Lesson 18: David, a heart that receives correction (Part 2)

Because of his sin, David fell “short of the glory of God” (Romans 3.23) just as we all do. He certainly did not act as a man after God’s own heart as he transgressed the Lord’s will, but his heart was willing to receive the Lord’s correction and to repent. His heart was moldable, which is why David continues to serve as an example for us as we seek to be people after God’s own heart. As we read the account in 2Samuel 12 and two of the Psalms penned by David at this time (Psalm 32 and Psalm 51), we see how we should receive correction.

David understood that every sin is against God (2Samuel 12.7-15)

David’s confession that “I have sinned against the Lord” (vs. 13; cf. Psalm 51.4) is well-known. Even though his actions had major ramifications for Bathsheba, Uriah and his entire army, David’s sin was against God. After all, it was God who made David king (vs. 7) and it was God who exalted him over His people (vs. 8). But David had wilfully violated God’s covenant with Israel by committing both adultery and murder (vs. 9; cf. Exodus 20.13,14). In doing so David “despised the word of the Lord” much as Saul had done before him (1Samuel 15.23,26). But where Saul was slow in taking responsibility for his actions (1Samuel 15.13-23), David immediately confessed that he had sinned against his Lord (2Samuel 12.13).

David accepted the consequences of his sin, even though he was forgiven (2Samuel 12.10-14)

The Lord was merciful to David.
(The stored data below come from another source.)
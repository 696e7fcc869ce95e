//! Questionnaire step machine
//!
//! Linear chain `1 -> 2 -> 3 -> 4 -> 5 -> results`. `advance` only moves past a
//! step once it is answered, `retreat` walks back one step keeping every answer,
//! and `reset` returns to step 1 with an empty profile.

use agent_exposure_common::{
    AgentProfile, Answer, AssessmentResult, ExposureError, Result, Step, StepPosition,
};
use tracing::{debug, warn};

use crate::risk;

/// One session's questionnaire progress. Owned by the driving shell.
#[derive(Debug, Clone, Default, PartialEq, Eq)]
pub struct AssessmentState {
    position: StepPosition,
    profile: AgentProfile,
}

impl AssessmentState {
    pub fn new() -> Self {
        Self::default()
    }

    pub fn current_step(&self) -> StepPosition {
        self.position
    }

    /// Answers given so far, for re-displaying earlier choices
    pub fn profile(&self) -> &AgentProfile {
        &self.profile
    }

    pub fn is_complete(&self) -> bool {
        self.profile.is_complete()
    }

    /// Store an answer for `step` without moving.
    ///
    /// The answer must belong to `step`'s domain; a tool-access flag offered
    /// for the autonomy step is rejected.
    pub fn set_answer(&mut self, step: Step, answer: Answer) -> Result<()> {
        if answer.step() != step {
            warn!(%step, answer_step = %answer.step(), "Answer does not belong to step");
            return Err(ExposureError::validation(format!(
                "answer '{}' belongs to {}, not {}",
                answer,
                answer.step(),
                step
            )));
        }

        debug!(%step, %answer, "Recording answer");
        self.profile.set(answer);
        Ok(())
    }

    /// Parse raw input for `step` and store it
    pub fn set_raw_answer(&mut self, step: Step, raw: &str) -> Result<Answer> {
        let answer = Answer::parse(step, raw)?;
        self.set_answer(step, answer)?;
        Ok(answer)
    }

    pub fn advance(&mut self) -> Result<StepPosition> {
        let step = match self.position {
            StepPosition::Question(step) => step,
            StepPosition::Results => {
                warn!("Advance requested past results");
                return Err(ExposureError::invalid_transition(
                    StepPosition::Results,
                    StepPosition::Results,
                ));
            }
        };

        if !self.profile.is_answered(step) {
            warn!(%step, "Advance requested before step was answered");
            return Err(ExposureError::validation(format!(
                "{} must be answered before continuing",
                step
            )));
        }

        let next = step.next();
        debug!(from = %self.position, to = %next, "Advancing");
        self.position = next;
        Ok(next)
    }

    pub fn retreat(&mut self) -> Result<StepPosition> {
        let previous = match self.position {
            StepPosition::Results => Some(Step::DecisionImpact),
            StepPosition::Question(step) => step.previous(),
        };

        let Some(previous) = previous else {
            warn!("Retreat requested at the first step");
            return Err(ExposureError::invalid_transition(
                self.position,
                self.position,
            ));
        };

        let target = StepPosition::Question(previous);
        debug!(from = %self.position, to = %target, "Retreating");
        self.position = target;
        Ok(target)
    }

    pub fn reset(&mut self) {
        debug!(from = %self.position, "Resetting assessment");
        *self = Self::default();
    }

    /// Score the collected answers; only valid once the session reached results
    pub fn compute_result(&self) -> Result<AssessmentResult> {
        // A partial profile reports what is missing rather than where we are.
        if !self.position.is_results() && self.profile.is_complete() {
            return Err(ExposureError::invalid_transition(
                self.position,
                StepPosition::Results,
            ));
        }
        risk::compute_result(&self.profile)
    }
}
Once he acknowledged his sin, the Lord assured David that his sins were taken away and that he would not die, even though the just penalty for those sins was death (see Leviticus 20.10; 24.17). However, there would be consequences for David’s actions. His house would no longer be one of peace, in fact there would be rebellion from his own family (vss. 10-12). Moreover, the child born out of David’s adulterous affair would die (vs. 14). While David would pray that the Lord would be merciful and allow the child to live, he also accepted the consequences of his sins. We never read of him lamenting his plight or wondering why he must suffer for his actions even though he was forgiven.

David believed in God’s mercy (2Samuel 12.15-23; Psalm 32.1-7)

The Lord told David that his child would die and seven days later the Lord’s words came to pass (2Samuel 12.14,18). David spent those days fasting and weeping because as he related to his servants, “Who knows, the Lord may be gracious to me, that the child may live.” (vs. 22). David believed in God’s mercy and grace because he had experienced it himself. As we’ve already seen, the Lord took David’s sin away (vs. 13), but the full magnitude of God’s mercy is expressed by David in Psalm 32.1-7.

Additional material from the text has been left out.